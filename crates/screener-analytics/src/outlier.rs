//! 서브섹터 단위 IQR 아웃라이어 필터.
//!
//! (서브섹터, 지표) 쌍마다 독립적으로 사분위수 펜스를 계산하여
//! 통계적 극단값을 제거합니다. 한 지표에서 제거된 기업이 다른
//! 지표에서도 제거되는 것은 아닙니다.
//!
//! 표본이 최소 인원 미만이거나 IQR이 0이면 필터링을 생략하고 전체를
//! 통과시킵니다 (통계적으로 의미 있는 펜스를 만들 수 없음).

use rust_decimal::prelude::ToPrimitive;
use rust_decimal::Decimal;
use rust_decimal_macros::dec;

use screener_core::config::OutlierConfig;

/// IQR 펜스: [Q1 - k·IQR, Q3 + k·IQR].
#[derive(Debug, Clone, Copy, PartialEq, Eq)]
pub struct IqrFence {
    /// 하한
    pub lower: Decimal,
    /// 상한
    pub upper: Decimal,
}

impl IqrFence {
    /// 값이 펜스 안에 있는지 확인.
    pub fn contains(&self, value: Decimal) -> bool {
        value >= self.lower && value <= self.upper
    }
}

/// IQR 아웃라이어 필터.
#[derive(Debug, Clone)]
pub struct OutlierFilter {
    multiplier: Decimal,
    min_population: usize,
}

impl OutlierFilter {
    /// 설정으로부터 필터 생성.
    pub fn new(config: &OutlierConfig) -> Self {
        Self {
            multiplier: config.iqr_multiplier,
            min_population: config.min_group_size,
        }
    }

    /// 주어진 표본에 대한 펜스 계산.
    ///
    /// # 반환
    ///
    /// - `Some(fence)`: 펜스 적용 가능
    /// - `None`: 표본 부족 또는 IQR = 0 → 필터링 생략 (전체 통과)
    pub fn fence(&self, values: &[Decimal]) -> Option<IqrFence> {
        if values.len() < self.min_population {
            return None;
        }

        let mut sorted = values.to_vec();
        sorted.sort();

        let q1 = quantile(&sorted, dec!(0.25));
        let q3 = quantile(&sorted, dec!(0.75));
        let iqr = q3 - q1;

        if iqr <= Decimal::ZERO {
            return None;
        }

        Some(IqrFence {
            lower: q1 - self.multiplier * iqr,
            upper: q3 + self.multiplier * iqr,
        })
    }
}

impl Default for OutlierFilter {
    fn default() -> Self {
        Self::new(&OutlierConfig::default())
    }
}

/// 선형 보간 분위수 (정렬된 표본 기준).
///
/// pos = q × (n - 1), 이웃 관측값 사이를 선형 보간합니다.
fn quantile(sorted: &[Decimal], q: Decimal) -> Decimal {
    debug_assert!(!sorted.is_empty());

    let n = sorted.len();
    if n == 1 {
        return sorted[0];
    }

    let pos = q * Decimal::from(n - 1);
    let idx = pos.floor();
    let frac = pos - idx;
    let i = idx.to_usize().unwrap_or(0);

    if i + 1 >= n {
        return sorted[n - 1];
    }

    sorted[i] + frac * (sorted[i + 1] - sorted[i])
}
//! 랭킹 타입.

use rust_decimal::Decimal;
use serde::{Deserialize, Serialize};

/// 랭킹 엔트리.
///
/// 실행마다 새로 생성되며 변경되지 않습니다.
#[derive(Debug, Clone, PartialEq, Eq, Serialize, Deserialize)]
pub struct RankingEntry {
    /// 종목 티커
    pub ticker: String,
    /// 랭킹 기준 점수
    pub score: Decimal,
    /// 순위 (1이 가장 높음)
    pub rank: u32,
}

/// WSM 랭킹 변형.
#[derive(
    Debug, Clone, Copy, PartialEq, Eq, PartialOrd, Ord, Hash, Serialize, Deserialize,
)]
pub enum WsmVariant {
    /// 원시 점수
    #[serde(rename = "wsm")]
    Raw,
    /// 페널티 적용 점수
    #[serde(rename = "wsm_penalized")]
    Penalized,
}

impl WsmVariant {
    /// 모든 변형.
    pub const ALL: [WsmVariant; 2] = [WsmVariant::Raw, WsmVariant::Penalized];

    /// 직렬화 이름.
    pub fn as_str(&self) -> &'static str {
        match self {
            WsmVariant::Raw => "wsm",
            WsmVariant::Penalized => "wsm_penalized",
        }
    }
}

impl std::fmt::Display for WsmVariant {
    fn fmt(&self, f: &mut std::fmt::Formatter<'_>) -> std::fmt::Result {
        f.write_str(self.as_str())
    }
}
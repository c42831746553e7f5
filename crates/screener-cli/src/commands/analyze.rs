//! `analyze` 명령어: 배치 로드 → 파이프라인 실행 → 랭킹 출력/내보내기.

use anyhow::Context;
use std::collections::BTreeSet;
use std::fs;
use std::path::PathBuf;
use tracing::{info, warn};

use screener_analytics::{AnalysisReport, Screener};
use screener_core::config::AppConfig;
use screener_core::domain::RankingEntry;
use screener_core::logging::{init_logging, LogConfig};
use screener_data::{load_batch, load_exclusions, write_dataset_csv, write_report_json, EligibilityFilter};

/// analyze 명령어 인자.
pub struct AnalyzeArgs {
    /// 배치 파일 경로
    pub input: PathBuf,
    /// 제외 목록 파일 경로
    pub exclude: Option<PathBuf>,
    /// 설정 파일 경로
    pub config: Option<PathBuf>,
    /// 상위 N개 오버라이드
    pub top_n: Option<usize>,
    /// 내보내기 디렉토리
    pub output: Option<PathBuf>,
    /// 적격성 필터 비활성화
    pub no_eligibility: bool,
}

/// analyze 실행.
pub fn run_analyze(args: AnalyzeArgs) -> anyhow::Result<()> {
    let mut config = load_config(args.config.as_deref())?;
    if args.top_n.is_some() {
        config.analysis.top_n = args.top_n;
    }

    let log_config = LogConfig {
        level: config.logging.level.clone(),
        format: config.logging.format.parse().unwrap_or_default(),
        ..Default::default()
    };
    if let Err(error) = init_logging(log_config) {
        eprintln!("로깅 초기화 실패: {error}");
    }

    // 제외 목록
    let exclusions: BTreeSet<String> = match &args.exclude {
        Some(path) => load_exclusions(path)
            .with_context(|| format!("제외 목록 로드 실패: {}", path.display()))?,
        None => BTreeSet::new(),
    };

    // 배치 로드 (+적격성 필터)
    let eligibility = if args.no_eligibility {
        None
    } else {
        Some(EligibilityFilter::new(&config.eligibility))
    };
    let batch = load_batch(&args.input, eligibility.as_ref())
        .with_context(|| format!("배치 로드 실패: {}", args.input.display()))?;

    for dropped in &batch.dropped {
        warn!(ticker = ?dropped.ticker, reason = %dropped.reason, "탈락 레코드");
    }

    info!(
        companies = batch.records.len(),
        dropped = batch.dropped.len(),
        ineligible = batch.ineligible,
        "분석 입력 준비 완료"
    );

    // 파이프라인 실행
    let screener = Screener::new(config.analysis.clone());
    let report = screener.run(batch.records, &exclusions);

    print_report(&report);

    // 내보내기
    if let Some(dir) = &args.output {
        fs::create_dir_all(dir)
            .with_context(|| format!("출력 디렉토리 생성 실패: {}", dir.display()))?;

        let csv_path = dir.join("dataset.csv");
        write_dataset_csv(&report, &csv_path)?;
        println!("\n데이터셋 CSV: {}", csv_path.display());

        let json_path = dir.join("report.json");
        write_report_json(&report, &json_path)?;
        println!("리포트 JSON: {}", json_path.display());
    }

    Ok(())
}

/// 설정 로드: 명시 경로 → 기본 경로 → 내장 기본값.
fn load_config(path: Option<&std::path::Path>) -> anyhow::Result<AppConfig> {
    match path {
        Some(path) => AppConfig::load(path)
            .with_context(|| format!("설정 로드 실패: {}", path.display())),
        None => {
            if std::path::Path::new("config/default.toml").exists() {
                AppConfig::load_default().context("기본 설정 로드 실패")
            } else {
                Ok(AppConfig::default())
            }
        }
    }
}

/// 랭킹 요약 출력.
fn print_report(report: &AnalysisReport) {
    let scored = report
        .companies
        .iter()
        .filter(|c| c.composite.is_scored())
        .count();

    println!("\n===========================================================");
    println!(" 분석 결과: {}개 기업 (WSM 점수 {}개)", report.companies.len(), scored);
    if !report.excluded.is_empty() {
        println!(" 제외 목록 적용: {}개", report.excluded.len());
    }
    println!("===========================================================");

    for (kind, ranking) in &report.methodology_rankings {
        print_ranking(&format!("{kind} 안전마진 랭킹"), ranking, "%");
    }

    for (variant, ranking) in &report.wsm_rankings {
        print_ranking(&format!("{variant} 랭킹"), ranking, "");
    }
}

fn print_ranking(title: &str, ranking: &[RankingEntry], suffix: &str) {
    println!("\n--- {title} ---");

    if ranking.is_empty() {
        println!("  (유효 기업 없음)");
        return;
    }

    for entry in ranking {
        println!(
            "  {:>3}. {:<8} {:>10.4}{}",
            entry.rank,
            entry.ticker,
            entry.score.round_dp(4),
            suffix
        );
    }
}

...

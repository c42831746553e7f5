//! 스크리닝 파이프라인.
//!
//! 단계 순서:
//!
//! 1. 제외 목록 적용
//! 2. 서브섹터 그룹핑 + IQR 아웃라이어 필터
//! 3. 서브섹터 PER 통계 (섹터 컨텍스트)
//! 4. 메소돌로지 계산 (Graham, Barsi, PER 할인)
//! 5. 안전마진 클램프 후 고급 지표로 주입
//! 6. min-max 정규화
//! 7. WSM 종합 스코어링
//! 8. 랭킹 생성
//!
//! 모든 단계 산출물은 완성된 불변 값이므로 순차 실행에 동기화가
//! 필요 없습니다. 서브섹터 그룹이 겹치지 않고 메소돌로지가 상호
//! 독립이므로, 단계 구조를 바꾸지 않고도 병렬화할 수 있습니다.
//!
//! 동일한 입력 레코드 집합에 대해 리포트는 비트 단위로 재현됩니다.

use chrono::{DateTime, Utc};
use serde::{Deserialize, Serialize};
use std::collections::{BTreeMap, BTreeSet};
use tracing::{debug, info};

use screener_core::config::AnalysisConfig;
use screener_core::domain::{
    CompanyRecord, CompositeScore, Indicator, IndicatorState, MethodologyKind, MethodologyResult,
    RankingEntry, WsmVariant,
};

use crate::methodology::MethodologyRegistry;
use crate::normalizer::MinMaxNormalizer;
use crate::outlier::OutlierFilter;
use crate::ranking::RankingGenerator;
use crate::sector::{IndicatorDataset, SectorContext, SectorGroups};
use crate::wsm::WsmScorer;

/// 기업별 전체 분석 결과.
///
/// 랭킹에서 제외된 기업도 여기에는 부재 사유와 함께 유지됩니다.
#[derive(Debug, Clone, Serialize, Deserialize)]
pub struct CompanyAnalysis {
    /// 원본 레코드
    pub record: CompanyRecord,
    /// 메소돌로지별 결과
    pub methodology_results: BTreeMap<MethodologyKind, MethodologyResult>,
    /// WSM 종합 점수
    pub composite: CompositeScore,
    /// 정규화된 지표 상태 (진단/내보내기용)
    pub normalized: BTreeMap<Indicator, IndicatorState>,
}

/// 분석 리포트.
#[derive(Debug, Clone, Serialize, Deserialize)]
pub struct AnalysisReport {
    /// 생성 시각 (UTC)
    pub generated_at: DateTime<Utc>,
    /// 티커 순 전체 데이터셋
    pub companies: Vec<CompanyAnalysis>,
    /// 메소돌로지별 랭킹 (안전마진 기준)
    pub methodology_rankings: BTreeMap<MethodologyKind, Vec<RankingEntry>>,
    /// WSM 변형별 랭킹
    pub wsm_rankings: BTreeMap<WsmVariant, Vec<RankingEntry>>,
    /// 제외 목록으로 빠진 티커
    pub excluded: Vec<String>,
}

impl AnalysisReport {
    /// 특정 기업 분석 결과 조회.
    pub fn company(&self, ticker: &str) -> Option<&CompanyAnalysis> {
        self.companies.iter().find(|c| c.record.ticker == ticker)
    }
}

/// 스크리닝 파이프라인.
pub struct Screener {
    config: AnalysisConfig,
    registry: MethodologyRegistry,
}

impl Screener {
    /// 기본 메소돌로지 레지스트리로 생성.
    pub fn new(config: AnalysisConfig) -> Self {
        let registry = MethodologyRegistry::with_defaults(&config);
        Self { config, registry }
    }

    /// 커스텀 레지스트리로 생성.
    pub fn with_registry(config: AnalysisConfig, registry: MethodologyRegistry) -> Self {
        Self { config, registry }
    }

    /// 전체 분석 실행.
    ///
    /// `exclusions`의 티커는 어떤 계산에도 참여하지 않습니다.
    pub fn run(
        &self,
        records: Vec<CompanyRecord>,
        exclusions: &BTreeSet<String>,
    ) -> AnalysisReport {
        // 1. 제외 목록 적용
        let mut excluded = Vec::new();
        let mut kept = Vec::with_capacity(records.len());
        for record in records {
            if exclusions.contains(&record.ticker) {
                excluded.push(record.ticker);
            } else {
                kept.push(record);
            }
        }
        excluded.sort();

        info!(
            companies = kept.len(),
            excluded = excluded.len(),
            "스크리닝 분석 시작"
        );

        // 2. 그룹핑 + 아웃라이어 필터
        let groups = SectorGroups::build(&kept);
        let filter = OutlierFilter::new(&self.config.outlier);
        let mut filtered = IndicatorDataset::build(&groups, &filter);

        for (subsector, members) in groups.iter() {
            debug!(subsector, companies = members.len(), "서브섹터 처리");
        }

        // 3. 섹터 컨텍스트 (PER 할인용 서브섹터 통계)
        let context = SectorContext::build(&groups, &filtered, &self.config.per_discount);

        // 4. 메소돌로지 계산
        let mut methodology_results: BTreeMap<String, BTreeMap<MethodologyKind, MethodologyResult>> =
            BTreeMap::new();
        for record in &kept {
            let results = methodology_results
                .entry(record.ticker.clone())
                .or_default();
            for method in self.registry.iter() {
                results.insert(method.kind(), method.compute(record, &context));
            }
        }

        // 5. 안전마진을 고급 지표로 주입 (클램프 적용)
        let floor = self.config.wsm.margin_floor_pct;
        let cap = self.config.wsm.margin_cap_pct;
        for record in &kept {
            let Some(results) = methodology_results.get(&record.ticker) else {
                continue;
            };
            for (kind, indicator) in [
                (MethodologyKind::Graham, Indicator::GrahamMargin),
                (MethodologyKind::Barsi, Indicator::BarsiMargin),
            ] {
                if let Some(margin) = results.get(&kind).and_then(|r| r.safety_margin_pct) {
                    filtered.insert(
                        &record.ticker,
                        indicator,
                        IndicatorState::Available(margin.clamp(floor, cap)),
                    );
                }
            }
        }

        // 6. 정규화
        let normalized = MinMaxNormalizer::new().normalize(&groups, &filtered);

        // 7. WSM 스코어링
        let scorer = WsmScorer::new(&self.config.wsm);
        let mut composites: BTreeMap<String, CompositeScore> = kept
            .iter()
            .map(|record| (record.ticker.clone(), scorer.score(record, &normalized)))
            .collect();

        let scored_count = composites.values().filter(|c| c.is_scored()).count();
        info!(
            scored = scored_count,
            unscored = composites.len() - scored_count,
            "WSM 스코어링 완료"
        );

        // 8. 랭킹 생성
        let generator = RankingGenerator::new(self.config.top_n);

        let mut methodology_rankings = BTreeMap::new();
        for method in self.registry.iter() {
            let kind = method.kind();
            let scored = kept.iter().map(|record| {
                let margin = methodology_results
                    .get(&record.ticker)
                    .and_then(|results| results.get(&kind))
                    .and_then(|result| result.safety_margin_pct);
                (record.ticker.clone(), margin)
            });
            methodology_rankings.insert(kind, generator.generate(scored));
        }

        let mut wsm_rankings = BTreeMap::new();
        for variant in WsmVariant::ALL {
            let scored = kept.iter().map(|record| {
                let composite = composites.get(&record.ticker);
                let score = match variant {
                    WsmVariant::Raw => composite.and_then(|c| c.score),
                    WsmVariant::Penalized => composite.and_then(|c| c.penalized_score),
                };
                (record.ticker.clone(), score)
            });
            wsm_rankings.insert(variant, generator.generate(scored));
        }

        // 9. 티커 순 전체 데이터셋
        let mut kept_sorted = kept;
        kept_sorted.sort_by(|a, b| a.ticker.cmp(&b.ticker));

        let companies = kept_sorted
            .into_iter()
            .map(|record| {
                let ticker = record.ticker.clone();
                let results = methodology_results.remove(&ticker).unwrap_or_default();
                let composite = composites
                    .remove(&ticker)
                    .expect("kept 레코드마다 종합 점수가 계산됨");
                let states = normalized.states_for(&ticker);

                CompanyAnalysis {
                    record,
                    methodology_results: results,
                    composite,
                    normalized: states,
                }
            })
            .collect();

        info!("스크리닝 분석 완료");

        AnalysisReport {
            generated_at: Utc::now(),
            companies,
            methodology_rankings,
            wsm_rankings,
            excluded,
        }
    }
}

## Directions
Report every line from the material above that mentions the word "insert".

## Reply
                results.insert(method.kind(), method.compute(record, &context));
                    filtered.insert(
            methodology_rankings.insert(kind, generator.generate(scored));
            wsm_rankings.insert(variant, generator.generate(scored));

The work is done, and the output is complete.